— WORK INSTRUCTIONS —
Reproduce the entire listing below exactly.

────────────────────────────────────────

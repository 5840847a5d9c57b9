//! Utilities related to the Hilbert space-filling curve
//!
//! This module converts between the "transposed" form of a Hilbert curve index
//! and the coordinates of the matching point, in any number of dimensions,
//! using John Skilling's algorithm from "Programming the Hilbert curve" (AIP
//! Conference Proceedings 707, 2004).
//!
//! The transposed form of a curve index is what you get by splitting the bits
//! of that index across axes in round-robin fashion, most significant bits
//! first, as done by [`morton::decode`](crate::morton::decode). With 3 axes and
//! 4 bits per axis, the 12-bit index [ A B C D E F G H I J K L ] becomes:
//!
//! ```text
//! axis 0: [ A D G J ]
//! axis 1: [ B E H K ]
//! axis 2: [ C F I L ]
//! ```
//!
//! Each column of this table, from left to right, selects one of the 2^N
//! sub-cubes of the current cube at increasing recursion depths. What the
//! functions of this module do is turn these column-wise selections into
//! actual coordinates, accounting for the reflections and axis exchanges that
//! the Hilbert curve applies to its sub-cubes in order to remain continuous.

use crate::{bits, Coordinate, Coordinates, NumBits};

/// Compute the coordinates of a point on the Hilbert curve from the transposed
/// form of its curve index
///
/// `bits` is the number of bits of resolution per axis, which must be at most
/// the width of `Coordinate`. Every element of `transposed` must be smaller
/// than `2^bits`, and so is every coordinate of the result.
///
/// This is the inverse of [`axes_to_transposed()`].
///
#[inline]
pub const fn transposed_to_axes<const DIM: usize>(
    mut x: Coordinates<DIM>,
    bits: NumBits,
) -> Coordinates<DIM> {
    if DIM == 0 {
        return x;
    }

    // Within one column of the transposed form, the 2^N sub-cubes are visited
    // in binary reflected Gray code order. So we Gray-decode each column...
    //
    // * Axis i needs to XOR in the bit of axis i-1 from the same column
    // * Axis 0 needs to XOR in the bit of the last axis from the previous
    //   (more significant) column, because the Gray code runs across columns.
    //
    let carry = x[DIM - 1] >> 1;
    let mut axis = DIM - 1;
    while axis > 0 {
        x[axis] ^= x[axis - 1];
        axis -= 1;
    }
    x[0] ^= carry;

    // ...then walk the recursion from the deepest level to the shallowest one,
    // applying each level's reflections and exchanges to all the bits below.
    let mut level = 1;
    while level < bits {
        let level_bit = 1 << level;
        let mut axis = DIM;
        while axis > 0 {
            axis -= 1;
            x = invert_or_exchange(x, axis, level_bit);
        }
        level += 1;
    }
    x
}

/// Compute the transposed form of the Hilbert curve index of a point
///
/// `bits` is the number of bits of resolution per axis, which must be at most
/// the width of `Coordinate`. Every coordinate of `x` must be smaller than
/// `2^bits`, and so is every element of the result.
///
/// This is the inverse of [`transposed_to_axes()`].
///
#[inline]
pub const fn axes_to_transposed<const DIM: usize>(
    mut x: Coordinates<DIM>,
    bits: NumBits,
) -> Coordinates<DIM> {
    if DIM == 0 {
        return x;
    }

    // Undo the reflections and exchanges, from the shallowest recursion level
    // to the deepest one. Since each of these operations is its own inverse,
    // this is the same loop as in transposed_to_axes(), run backwards.
    let mut level = bits;
    while level > 1 {
        level -= 1;
        let level_bit = 1 << level;
        let mut axis = 0;
        while axis < DIM {
            x = invert_or_exchange(x, axis, level_bit);
            axis += 1;
        }
    }

    // Gray-encode each column...
    let mut axis = 1;
    while axis < DIM {
        x[axis] ^= x[axis - 1];
        axis += 1;
    }

    // ...then undo the cross-column carry. Bit k of the last axis was XORed
    // into axis 0 at bit k-1 on the way in, and that chains down to every
    // lower bit, so the correction for bit k is the XOR of all bits above k.
    let correction = bits::bitwise_xor_ltr_exclusive_scan(x[DIM - 1]);
    let mut axis = 0;
    while axis < DIM {
        x[axis] ^= correction;
        axis += 1;
    }
    x
}

/// Apply the sub-cube transform of one recursion level to one axis
///
/// If the point lies in the upper half of `axis` at this level, the bits of
/// axis 0 below this level are inverted (reflection). Otherwise, the bits of
/// axis 0 and `axis` below this level are exchanged. Either way, running the
/// transform twice gives back the original coordinates.
///
#[inline(always)]
const fn invert_or_exchange<const DIM: usize>(
    mut x: Coordinates<DIM>,
    axis: usize,
    level_bit: Coordinate,
) -> Coordinates<DIM> {
    let low_bits = level_bit - 1;
    if x[axis] & level_bit != 0 {
        x[0] ^= low_bits;
    } else {
        let [first, other] = bits::bitwise_swaps(low_bits, x[0], x[axis]);
        x[0] = first;
        x[axis] = other;
    }
    x
}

────────────────────────────────────────

— EXERCISE OUTPUT —
repository 5840847a5d9c57b9
//! Utilities related to the Hilbert space-filling curve
//!
//! This module converts between the "transposed" form of a Hilbert curve index
//! and the coordinates of the matching point, in any number of dimensions,
//! using John Skilling's algorithm from "Programming the Hilbert curve" (AIP
//! Conference Proceedings 707, 2004).
//!
//! The transposed form of a curve index is what you get by splitting the bits
//! of that index across axes in round-robin fashion, most significant bits
//! first, as done by [`morton::decode`](crate::morton::decode). With 3 axes and
//! 4 bits per axis, the 12-bit index [ A B C D E F G H I J K L ] becomes:
//!
//! ```text
//! axis 0: [ A D G J ]
//! axis 1: [ B E H K ]
//! axis 2: [ C F I L ]
//! ```
//!
//! Each column of this table, from left to right, selects one of the 2^N
//! sub-cubes of the current cube at increasing recursion depths. What the
//! functions of this module do is turn these column-wise selections into
//! actual coordinates, accounting for the reflections and axis exchanges that
//! the Hilbert curve applies to its sub-cubes in order to remain continuous.

use crate::{bits, Coordinate, Coordinates, NumBits};

/// Compute the coordinates of a point on the Hilbert curve from the transposed
/// form of its curve index
///
/// `bits` is the number of bits of resolution per axis, which must be at most
/// the width of `Coordinate`. Every element of `transposed` must be smaller
/// than `2^bits`, and so is every coordinate of the result.
///
/// This is the inverse of [`axes_to_transposed()`].
///
#[inline]
pub const fn transposed_to_axes<const DIM: usize>(
    mut x: Coordinates<DIM>,
    bits: NumBits,
) -> Coordinates<DIM> {
    if DIM == 0 {
        return x;
    }

    // Within one column of the transposed form, the 2^N sub-cubes are visited
    // in binary reflected Gray code order. So we Gray-decode each column...
    //
    // * Axis i needs to XOR in the bit of axis i-1 from the same column
    // * Axis 0 needs to XOR in the bit of the last axis from the previous
    //   (more significant) column, because the Gray code runs across columns.
    //
    let carry = x[DIM - 1] >> 1;
    let mut axis = DIM - 1;
    while axis > 0 {
        x[axis] ^= x[axis - 1];
        axis -= 1;
    }
    x[0] ^= carry;

    // ...then walk the recursion from the deepest level to the shallowest one,
    // applying each level's reflections and exchanges to all the bits below.
    let mut level = 1;
    while level < bits {
        let level_bit = 1 << level;
        let mut axis = DIM;
        while axis > 0 {
            axis -= 1;
            x = invert_or_exchange(x, axis, level_bit);
        }
        level += 1;
    }
    x
}

/// Compute the transposed form of the Hilbert curve index of a point
///
/// `bits` is the number of bits of resolution per axis, which must be at most
/// the width of `Coordinate`. Every coordinate of `x` must be smaller than
/// `2^bits`, and so is every element of the result.
///
/// This is the inverse of [`transposed_to_axes()`].
///
#[inline]
pub const fn axes_to_transposed<const DIM: usize>(
    mut x: Coordinates<DIM>,
    bits: NumBits,
) -> Coordinates<DIM> {
    if DIM == 0 {
        return x;
    }

    // Undo the reflections and exchanges, from the shallowest recursion level
    // to the deepest one. Since each of these operations is its own inverse,
    // this is the same loop as in transposed_to_axes(), run backwards.
    let mut level = bits;
    while level > 1 {
        level -= 1;
        let level_bit = 1 << level;
        let mut axis = 0;
        while axis < DIM {
            x = invert_or_exchange(x, axis, level_bit);
            axis += 1;
        }
    }

    // Gray-encode each column...
    let mut axis = 1;
    while axis < DIM {
        x[axis] ^= x[axis - 1];
        axis += 1;
    }

    // ...then undo the cross-column carry. Bit k of the last axis was XORed
    // into axis 0 at bit k-1 on the way in, and that chains down to every
    // lower bit, so the correction for bit k is the XOR of all bits above k.
    let correction = bits::bitwise_xor_ltr_exclusive_scan(x[DIM - 1]);
    let mut axis = 0;
    while axis < DIM {
        x[axis] ^= correction;
        axis += 1;
    }
    x
}

/// Apply the sub-cube transform of one recursion level to one axis
///
/// If the point lies in the upper half of `axis` at this level, the bits of
/// axis 0 below this level are inverted (reflection). Otherwise, the bits of
/// axis 0 and `axis` below this level are exchanged. Either way, running the
/// transform twice gives back the original coordinates.
///
#[inline(always)]
const fn invert_or_exchange<const DIM: usize>(
    mut x: Coordinates<DIM>,
    axis: usize,
    level_bit: Coordinate,
) -> Coordinates<DIM> {
    let low_bits = level_bit - 1;
    if x[axis] & level_bit != 0 {
        x[0] ^= low_bits;
    } else {
        let [first, other] = bits::bitwise_swaps(low_bits, x[0], x[axis]);
        x[0] = first;
        x[axis] = other;
    }
    x
}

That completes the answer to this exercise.